» **WHAT IS EXPECTED**: In the entries below, how many lines include "Copy"? Reply with the number and nothing more.

(DATA FOR THIS EXERCISE begins)

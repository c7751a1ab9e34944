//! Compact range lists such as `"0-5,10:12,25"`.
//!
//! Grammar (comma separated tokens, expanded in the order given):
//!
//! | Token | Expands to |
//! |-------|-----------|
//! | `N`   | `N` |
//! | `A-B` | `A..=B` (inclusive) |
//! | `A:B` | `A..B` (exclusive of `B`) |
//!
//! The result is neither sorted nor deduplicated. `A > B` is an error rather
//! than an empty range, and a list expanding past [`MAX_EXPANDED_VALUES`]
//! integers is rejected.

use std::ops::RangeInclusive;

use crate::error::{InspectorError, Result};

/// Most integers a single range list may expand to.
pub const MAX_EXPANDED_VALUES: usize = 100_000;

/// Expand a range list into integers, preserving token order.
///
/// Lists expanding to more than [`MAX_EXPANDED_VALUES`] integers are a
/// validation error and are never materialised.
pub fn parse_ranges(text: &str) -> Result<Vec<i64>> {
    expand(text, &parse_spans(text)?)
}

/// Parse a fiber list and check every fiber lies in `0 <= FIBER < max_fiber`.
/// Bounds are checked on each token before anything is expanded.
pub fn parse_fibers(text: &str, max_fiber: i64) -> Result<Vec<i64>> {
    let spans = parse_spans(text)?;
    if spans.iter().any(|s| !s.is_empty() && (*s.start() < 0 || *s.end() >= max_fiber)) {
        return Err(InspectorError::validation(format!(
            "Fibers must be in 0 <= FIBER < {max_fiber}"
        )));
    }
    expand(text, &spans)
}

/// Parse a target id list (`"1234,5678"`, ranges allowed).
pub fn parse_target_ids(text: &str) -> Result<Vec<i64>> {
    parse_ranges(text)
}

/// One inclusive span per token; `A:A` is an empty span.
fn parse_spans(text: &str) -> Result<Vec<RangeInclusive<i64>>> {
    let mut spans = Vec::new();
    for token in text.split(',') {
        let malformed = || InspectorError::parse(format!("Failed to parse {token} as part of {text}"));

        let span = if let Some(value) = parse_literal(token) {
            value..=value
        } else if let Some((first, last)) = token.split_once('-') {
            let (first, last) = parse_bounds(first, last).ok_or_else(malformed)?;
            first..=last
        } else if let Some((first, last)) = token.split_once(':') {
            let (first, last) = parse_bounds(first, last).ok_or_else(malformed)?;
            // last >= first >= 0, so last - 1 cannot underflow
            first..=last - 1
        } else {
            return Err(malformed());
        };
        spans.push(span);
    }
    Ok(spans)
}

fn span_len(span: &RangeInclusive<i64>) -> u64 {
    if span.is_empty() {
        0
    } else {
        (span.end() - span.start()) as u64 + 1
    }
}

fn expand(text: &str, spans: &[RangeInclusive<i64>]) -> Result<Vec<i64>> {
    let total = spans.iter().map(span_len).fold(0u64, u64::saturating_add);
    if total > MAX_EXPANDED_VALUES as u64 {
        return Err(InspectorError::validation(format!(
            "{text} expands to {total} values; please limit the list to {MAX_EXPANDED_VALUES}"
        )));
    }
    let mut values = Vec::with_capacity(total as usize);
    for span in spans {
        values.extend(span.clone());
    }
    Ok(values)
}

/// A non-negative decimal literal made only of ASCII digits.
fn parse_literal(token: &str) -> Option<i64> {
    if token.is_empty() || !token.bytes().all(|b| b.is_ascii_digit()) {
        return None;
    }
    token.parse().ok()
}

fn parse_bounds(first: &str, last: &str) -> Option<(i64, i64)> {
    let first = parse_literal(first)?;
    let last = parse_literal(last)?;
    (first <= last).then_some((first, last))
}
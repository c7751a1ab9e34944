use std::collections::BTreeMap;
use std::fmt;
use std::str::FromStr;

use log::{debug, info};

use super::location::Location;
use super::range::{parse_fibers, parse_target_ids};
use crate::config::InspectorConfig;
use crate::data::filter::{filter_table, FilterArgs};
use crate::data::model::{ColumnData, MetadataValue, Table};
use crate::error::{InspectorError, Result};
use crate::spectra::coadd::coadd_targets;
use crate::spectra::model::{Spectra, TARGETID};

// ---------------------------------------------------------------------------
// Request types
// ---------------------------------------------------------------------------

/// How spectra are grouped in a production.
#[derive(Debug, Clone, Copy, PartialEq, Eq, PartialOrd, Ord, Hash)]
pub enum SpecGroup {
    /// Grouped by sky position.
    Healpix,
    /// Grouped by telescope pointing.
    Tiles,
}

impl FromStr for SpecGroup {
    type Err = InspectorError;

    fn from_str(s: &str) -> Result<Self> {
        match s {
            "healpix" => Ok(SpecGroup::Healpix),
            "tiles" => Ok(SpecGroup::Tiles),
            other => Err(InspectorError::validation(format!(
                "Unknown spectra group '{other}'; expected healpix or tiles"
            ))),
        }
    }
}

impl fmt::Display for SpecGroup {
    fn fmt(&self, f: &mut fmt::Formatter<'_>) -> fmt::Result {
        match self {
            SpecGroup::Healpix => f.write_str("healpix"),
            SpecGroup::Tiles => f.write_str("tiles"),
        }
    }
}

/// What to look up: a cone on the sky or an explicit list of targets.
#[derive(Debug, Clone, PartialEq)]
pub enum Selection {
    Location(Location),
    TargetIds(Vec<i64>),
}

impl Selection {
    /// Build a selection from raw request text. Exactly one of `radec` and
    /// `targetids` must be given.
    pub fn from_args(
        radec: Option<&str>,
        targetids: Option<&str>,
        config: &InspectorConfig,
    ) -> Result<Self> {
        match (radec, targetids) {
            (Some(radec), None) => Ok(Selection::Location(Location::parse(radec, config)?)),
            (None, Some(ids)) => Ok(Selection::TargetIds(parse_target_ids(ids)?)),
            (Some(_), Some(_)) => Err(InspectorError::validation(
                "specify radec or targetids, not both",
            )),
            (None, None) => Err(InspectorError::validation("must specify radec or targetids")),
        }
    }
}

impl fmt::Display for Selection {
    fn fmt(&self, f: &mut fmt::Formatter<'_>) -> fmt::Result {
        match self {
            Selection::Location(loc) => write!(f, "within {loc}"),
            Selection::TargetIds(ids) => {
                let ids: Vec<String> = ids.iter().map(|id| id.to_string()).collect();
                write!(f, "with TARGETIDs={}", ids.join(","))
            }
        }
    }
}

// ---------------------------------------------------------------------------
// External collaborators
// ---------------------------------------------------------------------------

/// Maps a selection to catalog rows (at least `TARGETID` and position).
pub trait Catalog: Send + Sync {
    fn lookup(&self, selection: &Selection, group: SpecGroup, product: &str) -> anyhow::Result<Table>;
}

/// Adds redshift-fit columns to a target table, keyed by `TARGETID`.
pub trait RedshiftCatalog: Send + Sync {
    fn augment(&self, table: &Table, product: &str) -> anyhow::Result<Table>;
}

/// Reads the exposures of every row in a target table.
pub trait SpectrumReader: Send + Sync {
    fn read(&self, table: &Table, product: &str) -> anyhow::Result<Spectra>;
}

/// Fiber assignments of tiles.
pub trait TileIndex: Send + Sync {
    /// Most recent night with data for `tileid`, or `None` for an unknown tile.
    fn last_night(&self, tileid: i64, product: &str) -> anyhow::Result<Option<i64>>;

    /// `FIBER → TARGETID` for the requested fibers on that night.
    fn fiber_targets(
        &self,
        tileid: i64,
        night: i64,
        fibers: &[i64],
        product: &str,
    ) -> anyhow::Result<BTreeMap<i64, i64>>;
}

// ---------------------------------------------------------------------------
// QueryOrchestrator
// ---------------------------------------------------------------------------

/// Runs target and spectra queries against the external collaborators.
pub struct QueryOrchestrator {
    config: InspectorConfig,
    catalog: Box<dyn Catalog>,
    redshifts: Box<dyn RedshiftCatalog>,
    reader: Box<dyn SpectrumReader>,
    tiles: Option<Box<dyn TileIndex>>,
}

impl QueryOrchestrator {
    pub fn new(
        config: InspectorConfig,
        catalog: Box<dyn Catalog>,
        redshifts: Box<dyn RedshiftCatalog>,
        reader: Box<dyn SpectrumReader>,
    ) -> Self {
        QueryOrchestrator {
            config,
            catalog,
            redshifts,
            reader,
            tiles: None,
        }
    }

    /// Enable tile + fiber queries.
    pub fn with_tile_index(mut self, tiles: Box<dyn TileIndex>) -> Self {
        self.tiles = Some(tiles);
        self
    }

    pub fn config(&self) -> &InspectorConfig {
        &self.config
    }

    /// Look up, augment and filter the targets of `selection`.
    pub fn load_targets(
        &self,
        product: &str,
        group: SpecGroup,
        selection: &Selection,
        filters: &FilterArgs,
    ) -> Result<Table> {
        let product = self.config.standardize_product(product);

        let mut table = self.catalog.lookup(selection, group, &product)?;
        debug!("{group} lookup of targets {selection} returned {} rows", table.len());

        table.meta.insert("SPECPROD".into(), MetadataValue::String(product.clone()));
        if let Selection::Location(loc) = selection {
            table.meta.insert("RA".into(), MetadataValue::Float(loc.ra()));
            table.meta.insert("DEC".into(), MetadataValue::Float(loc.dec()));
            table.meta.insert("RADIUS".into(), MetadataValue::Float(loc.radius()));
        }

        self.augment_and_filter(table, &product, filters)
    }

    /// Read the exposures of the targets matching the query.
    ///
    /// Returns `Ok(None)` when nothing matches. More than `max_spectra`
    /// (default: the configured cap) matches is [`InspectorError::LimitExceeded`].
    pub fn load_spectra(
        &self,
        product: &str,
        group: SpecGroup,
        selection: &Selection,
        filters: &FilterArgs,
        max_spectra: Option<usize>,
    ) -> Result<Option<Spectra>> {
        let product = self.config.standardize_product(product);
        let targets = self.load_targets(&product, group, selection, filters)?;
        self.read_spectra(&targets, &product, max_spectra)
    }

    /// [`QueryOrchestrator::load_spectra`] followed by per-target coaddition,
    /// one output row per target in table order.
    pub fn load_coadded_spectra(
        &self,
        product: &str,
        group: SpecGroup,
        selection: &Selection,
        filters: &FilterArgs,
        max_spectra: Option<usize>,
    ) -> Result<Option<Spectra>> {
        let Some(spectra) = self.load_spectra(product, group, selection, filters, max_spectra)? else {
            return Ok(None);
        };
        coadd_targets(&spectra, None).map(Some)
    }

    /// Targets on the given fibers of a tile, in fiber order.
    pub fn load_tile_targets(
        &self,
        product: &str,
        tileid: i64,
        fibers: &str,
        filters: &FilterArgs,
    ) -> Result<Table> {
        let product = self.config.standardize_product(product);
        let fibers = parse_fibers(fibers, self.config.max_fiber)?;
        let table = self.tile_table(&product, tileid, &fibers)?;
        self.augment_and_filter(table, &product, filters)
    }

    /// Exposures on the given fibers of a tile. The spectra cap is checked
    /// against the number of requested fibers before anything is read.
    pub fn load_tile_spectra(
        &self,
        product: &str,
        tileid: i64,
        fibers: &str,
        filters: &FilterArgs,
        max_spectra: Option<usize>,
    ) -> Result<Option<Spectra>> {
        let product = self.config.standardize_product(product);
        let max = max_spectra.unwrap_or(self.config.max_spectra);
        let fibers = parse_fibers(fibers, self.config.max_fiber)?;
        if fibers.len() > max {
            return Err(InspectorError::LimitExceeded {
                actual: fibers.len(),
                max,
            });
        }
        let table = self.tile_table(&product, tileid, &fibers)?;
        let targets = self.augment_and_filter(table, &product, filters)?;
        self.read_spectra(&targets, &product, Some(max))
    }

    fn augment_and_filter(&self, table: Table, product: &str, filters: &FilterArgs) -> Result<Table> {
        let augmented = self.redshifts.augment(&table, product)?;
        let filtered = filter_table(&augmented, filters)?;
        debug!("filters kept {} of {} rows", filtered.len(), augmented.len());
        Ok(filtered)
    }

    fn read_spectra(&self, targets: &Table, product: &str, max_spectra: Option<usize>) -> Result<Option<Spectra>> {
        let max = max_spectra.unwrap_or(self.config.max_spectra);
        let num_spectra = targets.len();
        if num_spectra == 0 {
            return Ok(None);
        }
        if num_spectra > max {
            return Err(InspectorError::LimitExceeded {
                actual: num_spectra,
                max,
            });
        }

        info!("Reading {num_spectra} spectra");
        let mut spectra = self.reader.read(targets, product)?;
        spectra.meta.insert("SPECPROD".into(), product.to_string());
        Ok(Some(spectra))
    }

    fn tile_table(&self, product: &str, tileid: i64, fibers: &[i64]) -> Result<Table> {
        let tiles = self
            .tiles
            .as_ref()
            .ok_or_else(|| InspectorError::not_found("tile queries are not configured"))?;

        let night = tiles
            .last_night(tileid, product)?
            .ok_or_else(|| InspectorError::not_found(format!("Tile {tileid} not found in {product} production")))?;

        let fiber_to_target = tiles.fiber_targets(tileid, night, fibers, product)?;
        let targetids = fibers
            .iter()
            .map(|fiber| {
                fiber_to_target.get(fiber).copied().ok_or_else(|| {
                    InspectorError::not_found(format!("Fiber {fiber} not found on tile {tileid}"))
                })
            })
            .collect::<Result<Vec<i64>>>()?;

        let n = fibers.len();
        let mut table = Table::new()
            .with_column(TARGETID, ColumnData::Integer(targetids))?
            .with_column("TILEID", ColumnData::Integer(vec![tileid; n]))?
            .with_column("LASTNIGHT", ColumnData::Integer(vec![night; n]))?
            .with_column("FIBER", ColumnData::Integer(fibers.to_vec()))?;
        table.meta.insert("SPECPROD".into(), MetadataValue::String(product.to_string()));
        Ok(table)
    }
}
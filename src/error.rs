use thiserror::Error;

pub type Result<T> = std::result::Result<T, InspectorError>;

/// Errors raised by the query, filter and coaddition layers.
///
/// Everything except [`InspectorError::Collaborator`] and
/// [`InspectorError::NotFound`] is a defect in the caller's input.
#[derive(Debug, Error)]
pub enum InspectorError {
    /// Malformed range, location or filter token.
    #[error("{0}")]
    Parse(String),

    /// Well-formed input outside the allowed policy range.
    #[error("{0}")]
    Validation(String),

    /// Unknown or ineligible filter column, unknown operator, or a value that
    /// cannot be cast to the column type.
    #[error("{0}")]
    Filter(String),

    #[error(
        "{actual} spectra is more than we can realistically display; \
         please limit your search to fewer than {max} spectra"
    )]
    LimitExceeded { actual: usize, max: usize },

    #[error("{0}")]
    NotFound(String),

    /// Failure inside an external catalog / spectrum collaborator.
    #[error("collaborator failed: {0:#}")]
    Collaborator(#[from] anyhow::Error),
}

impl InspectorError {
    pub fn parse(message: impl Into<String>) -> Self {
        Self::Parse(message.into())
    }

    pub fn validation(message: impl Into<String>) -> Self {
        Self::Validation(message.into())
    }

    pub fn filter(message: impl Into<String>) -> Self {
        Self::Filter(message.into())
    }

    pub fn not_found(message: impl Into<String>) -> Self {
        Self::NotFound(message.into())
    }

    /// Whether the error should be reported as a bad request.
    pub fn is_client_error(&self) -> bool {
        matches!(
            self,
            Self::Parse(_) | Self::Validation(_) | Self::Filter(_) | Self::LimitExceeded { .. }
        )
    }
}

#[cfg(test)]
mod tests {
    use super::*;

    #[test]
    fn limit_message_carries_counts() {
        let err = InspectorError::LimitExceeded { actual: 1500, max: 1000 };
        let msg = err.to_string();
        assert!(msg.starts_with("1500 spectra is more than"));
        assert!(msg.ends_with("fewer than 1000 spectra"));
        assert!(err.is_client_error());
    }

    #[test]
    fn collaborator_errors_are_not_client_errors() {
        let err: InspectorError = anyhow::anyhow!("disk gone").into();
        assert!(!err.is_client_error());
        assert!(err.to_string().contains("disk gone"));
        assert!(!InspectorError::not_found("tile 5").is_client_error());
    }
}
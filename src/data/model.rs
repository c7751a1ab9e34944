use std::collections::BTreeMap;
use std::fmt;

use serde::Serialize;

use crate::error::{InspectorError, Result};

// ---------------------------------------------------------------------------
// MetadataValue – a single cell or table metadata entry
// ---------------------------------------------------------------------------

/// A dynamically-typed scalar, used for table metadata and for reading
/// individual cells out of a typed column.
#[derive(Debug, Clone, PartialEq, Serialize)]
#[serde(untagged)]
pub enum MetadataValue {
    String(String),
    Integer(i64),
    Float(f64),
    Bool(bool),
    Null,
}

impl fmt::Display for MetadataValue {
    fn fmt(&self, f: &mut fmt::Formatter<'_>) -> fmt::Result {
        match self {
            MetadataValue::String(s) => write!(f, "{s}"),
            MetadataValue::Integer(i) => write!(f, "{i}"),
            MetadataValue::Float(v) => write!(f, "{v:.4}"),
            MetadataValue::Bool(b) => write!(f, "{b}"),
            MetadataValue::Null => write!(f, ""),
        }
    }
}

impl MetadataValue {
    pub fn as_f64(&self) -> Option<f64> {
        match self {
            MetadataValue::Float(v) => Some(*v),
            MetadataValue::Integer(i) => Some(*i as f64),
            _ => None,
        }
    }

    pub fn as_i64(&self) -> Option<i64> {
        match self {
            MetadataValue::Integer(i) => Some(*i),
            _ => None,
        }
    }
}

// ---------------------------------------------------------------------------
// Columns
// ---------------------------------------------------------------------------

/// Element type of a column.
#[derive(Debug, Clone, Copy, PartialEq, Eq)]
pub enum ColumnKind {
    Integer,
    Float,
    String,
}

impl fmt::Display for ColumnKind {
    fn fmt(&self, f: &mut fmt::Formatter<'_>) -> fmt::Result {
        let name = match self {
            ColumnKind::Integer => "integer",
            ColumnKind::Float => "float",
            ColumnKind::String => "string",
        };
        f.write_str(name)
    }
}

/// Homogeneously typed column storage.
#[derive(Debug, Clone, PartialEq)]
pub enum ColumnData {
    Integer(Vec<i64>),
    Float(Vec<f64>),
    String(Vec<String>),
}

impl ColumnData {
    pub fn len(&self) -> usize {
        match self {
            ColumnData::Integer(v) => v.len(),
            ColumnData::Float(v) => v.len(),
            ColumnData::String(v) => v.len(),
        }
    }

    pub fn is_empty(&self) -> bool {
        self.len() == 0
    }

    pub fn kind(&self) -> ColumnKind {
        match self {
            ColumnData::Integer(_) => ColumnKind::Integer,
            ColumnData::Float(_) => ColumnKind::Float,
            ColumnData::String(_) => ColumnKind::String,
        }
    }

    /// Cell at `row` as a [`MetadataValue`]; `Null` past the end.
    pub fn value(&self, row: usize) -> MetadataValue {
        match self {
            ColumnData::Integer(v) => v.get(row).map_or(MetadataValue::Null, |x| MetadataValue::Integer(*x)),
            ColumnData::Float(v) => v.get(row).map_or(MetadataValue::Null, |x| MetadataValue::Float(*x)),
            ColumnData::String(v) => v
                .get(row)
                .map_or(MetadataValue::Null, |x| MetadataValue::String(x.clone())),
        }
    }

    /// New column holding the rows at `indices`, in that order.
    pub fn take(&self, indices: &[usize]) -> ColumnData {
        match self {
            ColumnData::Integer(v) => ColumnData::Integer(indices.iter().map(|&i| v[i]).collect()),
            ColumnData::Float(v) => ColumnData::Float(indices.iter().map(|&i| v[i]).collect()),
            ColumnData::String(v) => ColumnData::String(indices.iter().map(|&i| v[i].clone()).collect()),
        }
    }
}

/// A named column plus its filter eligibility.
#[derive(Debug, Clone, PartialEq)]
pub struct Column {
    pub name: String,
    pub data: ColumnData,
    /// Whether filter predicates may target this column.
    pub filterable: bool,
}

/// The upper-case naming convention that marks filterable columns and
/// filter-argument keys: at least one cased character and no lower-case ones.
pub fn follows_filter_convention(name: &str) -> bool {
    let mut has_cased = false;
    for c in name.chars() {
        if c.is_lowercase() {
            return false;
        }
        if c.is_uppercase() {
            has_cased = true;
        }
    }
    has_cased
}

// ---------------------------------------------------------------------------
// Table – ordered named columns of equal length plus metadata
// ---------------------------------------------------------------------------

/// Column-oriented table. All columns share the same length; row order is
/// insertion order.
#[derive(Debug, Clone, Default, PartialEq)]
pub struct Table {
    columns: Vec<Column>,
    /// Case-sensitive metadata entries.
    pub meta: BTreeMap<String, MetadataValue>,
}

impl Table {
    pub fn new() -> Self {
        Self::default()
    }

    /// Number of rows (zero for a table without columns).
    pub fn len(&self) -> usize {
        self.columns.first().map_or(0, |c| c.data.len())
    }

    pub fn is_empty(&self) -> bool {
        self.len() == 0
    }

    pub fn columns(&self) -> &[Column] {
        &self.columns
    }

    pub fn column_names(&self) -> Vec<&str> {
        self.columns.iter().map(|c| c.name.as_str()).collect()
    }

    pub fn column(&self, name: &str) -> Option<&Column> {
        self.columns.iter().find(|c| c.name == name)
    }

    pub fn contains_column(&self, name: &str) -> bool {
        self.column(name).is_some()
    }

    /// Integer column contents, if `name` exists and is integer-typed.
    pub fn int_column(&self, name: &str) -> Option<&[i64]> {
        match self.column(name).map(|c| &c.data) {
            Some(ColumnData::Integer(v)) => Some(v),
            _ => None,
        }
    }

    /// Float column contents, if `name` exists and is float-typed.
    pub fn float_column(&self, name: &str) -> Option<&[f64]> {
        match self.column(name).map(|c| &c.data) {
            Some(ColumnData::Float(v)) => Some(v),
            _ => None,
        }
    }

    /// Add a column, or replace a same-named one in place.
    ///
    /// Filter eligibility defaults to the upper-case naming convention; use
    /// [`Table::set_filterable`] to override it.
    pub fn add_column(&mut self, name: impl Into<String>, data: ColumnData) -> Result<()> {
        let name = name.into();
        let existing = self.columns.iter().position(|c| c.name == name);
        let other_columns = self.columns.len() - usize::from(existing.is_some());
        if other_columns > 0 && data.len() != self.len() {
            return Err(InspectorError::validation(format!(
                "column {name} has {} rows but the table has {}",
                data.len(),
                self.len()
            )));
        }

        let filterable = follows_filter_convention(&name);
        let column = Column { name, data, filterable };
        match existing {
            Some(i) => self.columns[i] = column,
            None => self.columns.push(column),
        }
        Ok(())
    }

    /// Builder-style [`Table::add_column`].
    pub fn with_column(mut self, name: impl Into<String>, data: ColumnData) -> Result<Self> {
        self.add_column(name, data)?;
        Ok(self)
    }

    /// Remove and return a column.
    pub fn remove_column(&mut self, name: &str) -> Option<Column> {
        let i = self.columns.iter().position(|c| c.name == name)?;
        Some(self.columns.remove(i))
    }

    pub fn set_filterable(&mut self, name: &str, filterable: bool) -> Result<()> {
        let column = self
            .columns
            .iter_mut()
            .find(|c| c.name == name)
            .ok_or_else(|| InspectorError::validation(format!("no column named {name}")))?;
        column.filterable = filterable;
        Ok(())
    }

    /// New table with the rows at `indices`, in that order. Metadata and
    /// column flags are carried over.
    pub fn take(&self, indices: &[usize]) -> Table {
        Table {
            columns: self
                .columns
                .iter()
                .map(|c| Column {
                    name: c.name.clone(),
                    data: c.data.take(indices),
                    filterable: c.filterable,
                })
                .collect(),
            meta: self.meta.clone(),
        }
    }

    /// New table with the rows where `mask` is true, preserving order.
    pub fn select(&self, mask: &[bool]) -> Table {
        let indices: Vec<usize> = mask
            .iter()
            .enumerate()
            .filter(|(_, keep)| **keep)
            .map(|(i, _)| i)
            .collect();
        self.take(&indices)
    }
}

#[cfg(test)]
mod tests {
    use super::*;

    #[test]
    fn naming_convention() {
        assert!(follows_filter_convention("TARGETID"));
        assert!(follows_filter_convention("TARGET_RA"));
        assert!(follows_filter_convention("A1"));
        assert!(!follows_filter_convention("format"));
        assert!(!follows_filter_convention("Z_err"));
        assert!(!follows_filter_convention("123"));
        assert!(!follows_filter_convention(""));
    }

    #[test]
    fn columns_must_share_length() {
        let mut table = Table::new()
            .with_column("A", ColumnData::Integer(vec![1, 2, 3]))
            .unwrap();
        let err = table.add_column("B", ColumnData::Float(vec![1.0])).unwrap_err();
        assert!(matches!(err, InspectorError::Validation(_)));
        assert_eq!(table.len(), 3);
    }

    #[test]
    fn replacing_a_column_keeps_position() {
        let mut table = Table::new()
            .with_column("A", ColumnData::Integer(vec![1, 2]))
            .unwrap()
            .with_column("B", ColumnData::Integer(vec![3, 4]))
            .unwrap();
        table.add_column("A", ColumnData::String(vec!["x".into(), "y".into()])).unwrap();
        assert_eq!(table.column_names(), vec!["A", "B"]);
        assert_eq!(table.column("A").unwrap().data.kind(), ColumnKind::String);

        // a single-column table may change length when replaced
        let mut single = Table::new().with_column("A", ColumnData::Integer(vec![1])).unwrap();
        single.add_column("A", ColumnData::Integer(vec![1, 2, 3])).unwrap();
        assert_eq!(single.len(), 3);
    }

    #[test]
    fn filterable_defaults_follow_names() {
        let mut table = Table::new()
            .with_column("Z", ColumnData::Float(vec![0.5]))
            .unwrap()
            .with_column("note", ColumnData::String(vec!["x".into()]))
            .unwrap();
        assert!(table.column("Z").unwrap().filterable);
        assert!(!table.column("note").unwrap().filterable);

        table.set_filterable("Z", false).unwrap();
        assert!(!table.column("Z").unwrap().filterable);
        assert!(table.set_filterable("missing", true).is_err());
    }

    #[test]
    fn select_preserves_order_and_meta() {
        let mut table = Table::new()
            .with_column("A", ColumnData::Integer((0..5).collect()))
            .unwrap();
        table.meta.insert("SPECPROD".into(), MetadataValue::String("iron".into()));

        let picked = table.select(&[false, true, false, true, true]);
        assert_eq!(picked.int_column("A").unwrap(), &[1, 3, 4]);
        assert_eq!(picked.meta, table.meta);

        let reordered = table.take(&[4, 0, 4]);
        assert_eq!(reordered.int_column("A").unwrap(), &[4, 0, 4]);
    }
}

(DATA FOR THIS EXERCISE ends)

» **RESULT**: 2